‘White Rebels in Black’: An Interview with Priscilla Layne

In today’s post, Kira Thurman, Assistant Professor of History and Germanic Languages and Literatures at the University of Michigan, interviews Priscilla Layne about her new book White Rebels in Black: German Appropriation of Black Popular Culture (University of Michigan Press, 2018). Layne is Associate Professor of German and Adjunct Associate Professor of African and Afro-American Studies at the University of North Carolina at Chapel Hill. After completing her BA in Comparative Literature at the University of Chicago, where she concentrated on German and English literature, Layne spent three years in Germany. As an exchange student, she studied at the Freie Universität and Humboldt Universität in Berlin. From 2003 to 2004, she spent one year as a Fulbright TA teaching English at the Werner-von-Siemens Gymnasium in Zehlendorf. Afterwards Layne received a scholarship from the Study Foundation of the Berlin Parliament, which allowed her to conduct a qualitative analysis of the leftist skinhead scene in Berlin/Brandenburg. During her three years in Germany, she also gained some professional experience during two internships: one with the Ebersbach publication house in Berlin and one working as a translator with the Deutsche Welle in Bonn. In 2005, Layne continued her studies at the University of California at Berkeley where she received her MA in 2006 and her PhD in 2011.


Kira Thurman: Your book, White Rebels in Black, addresses something that at first glance appears benign but in actuality is insidious: white Germans’ hearty embrace of African American popular culture after 1945. What have you found to be problematic about white Germans’ fascination with African American popular culture?

Priscilla Layne: My interest in Germans’ fascination with African American popular culture began when I noticed during my graduate studies that while white artists made frequent references to African American culture and history in their texts, usually there was no acknowledgement of Black Germans. I found this odd, because I felt that if white Germans truly were interested in the experience of Black people and fighting racism, why wouldn’t they just start at home and listen to the Black Germans in their midst?

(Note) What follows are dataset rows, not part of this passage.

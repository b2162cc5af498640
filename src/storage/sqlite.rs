// SQLite-backed persistent storage

use rusqlite::{Connection, OptionalExtension};
use std::path::Path;
use std::sync::Mutex;

use super::backend::{Storage, StorageError};

/// Persistent key-value storage in a single SQLite table
pub struct SqliteStorage {
    conn: Mutex<Connection>,
}

impl SqliteStorage {
    /// Open (or create) the database file, creating parent directories as needed
    pub fn open(path: &Path) -> Result<Self, StorageError> {
        if let Some(parent) = path.parent() {
            if !parent.as_os_str().is_empty() {
                std::fs::create_dir_all(parent)?;
            }
        }

        tracing::debug!("Opening storage database: {}", path.display());
        Self::init(Connection::open(path)?)
    }

    pub fn open_in_memory() -> Result<Self, StorageError> {
        Self::init(Connection::open_in_memory()?)
    }

    fn init(conn: Connection) -> Result<Self, StorageError> {
        conn.execute(
            "CREATE TABLE IF NOT EXISTS kv_store (key TEXT PRIMARY KEY, value TEXT NOT NULL)",
            [],
        )?;

        Ok(Self {
            conn: Mutex::new(conn),
        })
    }

    fn with_conn<T>(
        &self,
        f: impl FnOnce(&Connection) -> rusqlite::Result<T>,
    ) -> Result<T, StorageError> {
        let conn = self.conn.lock().map_err(|_| StorageError::Poisoned)?;
        Ok(f(&*conn)?)
    }
}

impl Storage for SqliteStorage {
    fn get_raw(&self, key: &str) -> Result<Option<String>, StorageError> {
        self.with_conn(|conn| {
            conn.query_row("SELECT value FROM kv_store WHERE key = ?", [key], |row| {
                row.get(0)
            })
            .optional()
        })
    }

    fn set_raw(&self, key: &str, value: &str) -> Result<(), StorageError> {
        self.with_conn(|conn| {
            conn.execute(
                "INSERT INTO kv_store (key, value) VALUES (?1, ?2)
                 ON CONFLICT(key) DO UPDATE SET value = excluded.value",
                [key, value],
            )
        })?;
        Ok(())
    }

    fn remove(&self, key: &str) -> Result<(), StorageError> {
        self.with_conn(|conn| conn.execute("DELETE FROM kv_store WHERE key = ?", [key]))?;
        Ok(())
    }

    fn clear(&self) -> Result<(), StorageError> {
        self.with_conn(|conn| conn.execute("DELETE FROM kv_store", []))?;
        Ok(())
    }
}
// Login / logout over the API client

use anyhow::Context;
use serde_json::{json, Value};
use std::sync::Arc;

use super::types::{Credentials, LoginRequest, LoginResponse, User};
use crate::error::{normalize, ApiError, RequestFailure};
use crate::http_client::ApiClient;

/// Authentication session
///
/// Owns the credential lifecycle: created at login, removed at logout.
/// Removal on 401 happens inside [`ApiClient`].
pub struct Session {
    client: Arc<ApiClient>,
}

impl Session {
    pub fn new(client: Arc<ApiClient>) -> Self {
        Self { client }
    }

    /// Log in and store the returned credentials
    pub async fn login(&self, email: &str, password: &str) -> Result<User, ApiError> {
        tracing::info!(email, "Logging in");

        let response: LoginResponse = self
            .client
            .post("/auth/login", &LoginRequest { email, password })
            .await?;

        let credentials = Credentials {
            access_token: response.token,
            refresh_token: response.refresh_token,
        };

        self.client
            .credentials()
            .save(&credentials)
            .context("Failed to store credentials")
            .map_err(|e| normalize(RequestFailure::Other(e)))?;

        tracing::info!(user_id = %response.user.id, "Logged in");
        Ok(response.user)
    }

    /// Log out; local credentials are removed even if the server call fails
    pub async fn logout(&self) -> Result<(), ApiError> {
        if self.is_authenticated() {
            let result: Result<Value, ApiError> =
                self.client.post("/auth/logout", &json!({})).await;

            if let Err(e) = result {
                tracing::warn!(code = %e.code, "Logout request failed, clearing local session anyway");
            }
        }

        self.client
            .credentials()
            .clear()
            .context("Failed to clear credentials")
            .map_err(|e| normalize(RequestFailure::Other(e)))?;

        tracing::info!("Logged out");
        Ok(())
    }

    /// Currently authenticated user
    pub async fn current_user(&self) -> Result<User, ApiError> {
        self.client.get("/auth/me").await
    }

    pub fn is_authenticated(&self) -> bool {
        match self.client.credentials().is_authenticated() {
            Ok(authenticated) => authenticated,
            Err(e) => {
                tracing::warn!(error = %e, "Failed to read credentials");
                false
            }
        }
    }
}
// Storage module
// Raw key-value backends and the JSON-aware store layered on top

mod backend;
mod local;
mod sqlite;

pub use backend::{MemoryStorage, Storage, StorageError};
pub use local::LocalStore;
pub use sqlite::SqliteStorage;
// Credential persistence on top of the local store

use serde_json::Value;

use super::types::{CredentialKeys, Credentials};
use crate::storage::{LocalStore, StorageError};

/// Reads and writes the access/refresh token pair
///
/// Shared between the HTTP client (reads on every request, purges on 401)
/// and the session service (writes at login, purges at logout).
#[derive(Debug, Clone)]
pub struct CredentialStore {
    store: LocalStore,
    keys: CredentialKeys,
}

impl CredentialStore {
    pub fn new(store: LocalStore, keys: CredentialKeys) -> Self {
        Self { store, keys }
    }

    /// In-memory store with default key names
    pub fn in_memory() -> Self {
        Self::new(LocalStore::in_memory(), CredentialKeys::default())
    }

    pub fn keys(&self) -> &CredentialKeys {
        &self.keys
    }

    pub fn access_token(&self) -> Result<Option<String>, StorageError> {
        self.read_token(&self.keys.access_token)
    }

    pub fn refresh_token(&self) -> Result<Option<String>, StorageError> {
        self.read_token(&self.keys.refresh_token)
    }

    /// Full record, if an access token is stored
    pub fn load(&self) -> Result<Option<Credentials>, StorageError> {
        let access_token = match self.access_token()? {
            Some(token) => token,
            None => return Ok(None),
        };

        Ok(Some(Credentials {
            access_token,
            refresh_token: self.refresh_token()?,
        }))
    }

    /// Replace the stored record wholesale
    pub fn save(&self, credentials: &Credentials) -> Result<(), StorageError> {
        self.store
            .set(&self.keys.access_token, credentials.access_token.as_str())?;

        match credentials.refresh_token {
            Some(ref refresh_token) => self
                .store
                .set(&self.keys.refresh_token, refresh_token.as_str())?,
            None => self.store.remove(&self.keys.refresh_token)?,
        }

        tracing::debug!("Stored credentials");
        Ok(())
    }

    /// Remove both tokens
    ///
    /// Both removals are attempted even if the first fails; the first error is returned.
    pub fn clear(&self) -> Result<(), StorageError> {
        let access = self.store.remove(&self.keys.access_token);
        let refresh = self.store.remove(&self.keys.refresh_token);

        access.and(refresh)?;
        tracing::debug!("Cleared stored credentials");
        Ok(())
    }

    pub fn is_authenticated(&self) -> Result<bool, StorageError> {
        Ok(self.access_token()?.is_some())
    }

    /// Tokens are opaque: a JSON-encoded string is unwrapped, anything else is returned as stored
    fn read_token(&self, key: &str) -> Result<Option<String>, StorageError> {
        let raw = match self.store.get_raw(key)? {
            Some(raw) => raw,
            None => return Ok(None),
        };

        let token = match serde_json::from_str::<Value>(&raw) {
            Ok(Value::String(token)) => token,
            Ok(Value::Null) => return Ok(None),
            _ => raw,
        };

        Ok(Some(token).filter(|t| !t.is_empty()))
    }
}
// Opt-in retry with linear backoff

use std::fmt;
use std::future::Future;
use std::time::Duration;

/// Retry settings for [`with_retry`]
#[derive(Debug, Clone, Copy, PartialEq, Eq)]
pub struct RetryPolicy {
    /// Total number of attempts, including the first one
    pub max_retries: u32,

    /// Delay unit; attempt `n` waits `base_delay * n` before the next try
    pub base_delay: Duration,
}

impl Default for RetryPolicy {
    fn default() -> Self {
        Self {
            max_retries: 3,
            base_delay: Duration::from_millis(1000),
        }
    }
}

impl RetryPolicy {
    pub fn new(max_retries: u32, base_delay_ms: u64) -> Self {
        Self {
            max_retries,
            base_delay: Duration::from_millis(base_delay_ms),
        }
    }

    /// Linear backoff delay after the given (1-based) failed attempt
    pub fn delay_for(&self, attempt: u32) -> Duration {
        self.base_delay * attempt
    }

    fn max_attempts(&self) -> u32 {
        self.max_retries.max(1)
    }
}

/// Run `operation` until it succeeds or the policy's attempts are used up.
///
/// The error of the last attempt is returned unchanged.
pub async fn with_retry<F, Fut, T, E>(mut operation: F, policy: RetryPolicy) -> Result<T, E>
where
    F: FnMut() -> Fut,
    Fut: Future<Output = Result<T, E>>,
    E: fmt::Display,
{
    let max_attempts = policy.max_attempts();
    let mut attempt = 1;

    loop {
        match operation().await {
            Ok(value) => {
                if attempt > 1 {
                    tracing::debug!(attempt, "Operation succeeded after retry");
                }
                return Ok(value);
            }
            Err(err) if attempt < max_attempts => {
                let delay = policy.delay_for(attempt);
                tracing::warn!(
                    attempt,
                    max_attempts,
                    delay_ms = delay.as_millis() as u64,
                    error = %err,
                    "Operation failed, retrying"
                );

                tokio::time::sleep(delay).await;
                attempt += 1;
            }
            Err(err) => {
                if max_attempts > 1 {
                    tracing::error!(
                        total_attempts = attempt,
                        error = %err,
                        "Operation failed after all retries"
                    );
                }
                return Err(err);
            }
        }
    }
}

This made me suspicious. I began to question why white Germans would be so invested in African Americans’ struggle and so blind to the struggle of the Black citizens around them. The process of writing my dissertation and then this book led me to conclude that 1) Following World War II, white Germans liked to focus on African American culture because that allowed them to condemn racism without acknowledging their own implications in racism or their own white privilege (Sabine Broeck discusses this in her essay “The Erotics of African American Endurance”). 2) Part of white Germans’ interest in African American struggles came from their elevating African Americans to a particular status of cool to which they aspired. 3) This association between Blackness and coolness did not allow for an engagement with Blackness that recognized the full spectrum and humanity of Black people. 4) When Blackness is posed as “Other than” German, even if it is meant in a positive way, this is not only essentializing, but also negates the existence of Black Germans. 5) Black Germans often bare the brunt of this white German Afro-Americanophilia, because they are either seen as “not Black enough” to be interesting or to experience racism, or not German because they are Black.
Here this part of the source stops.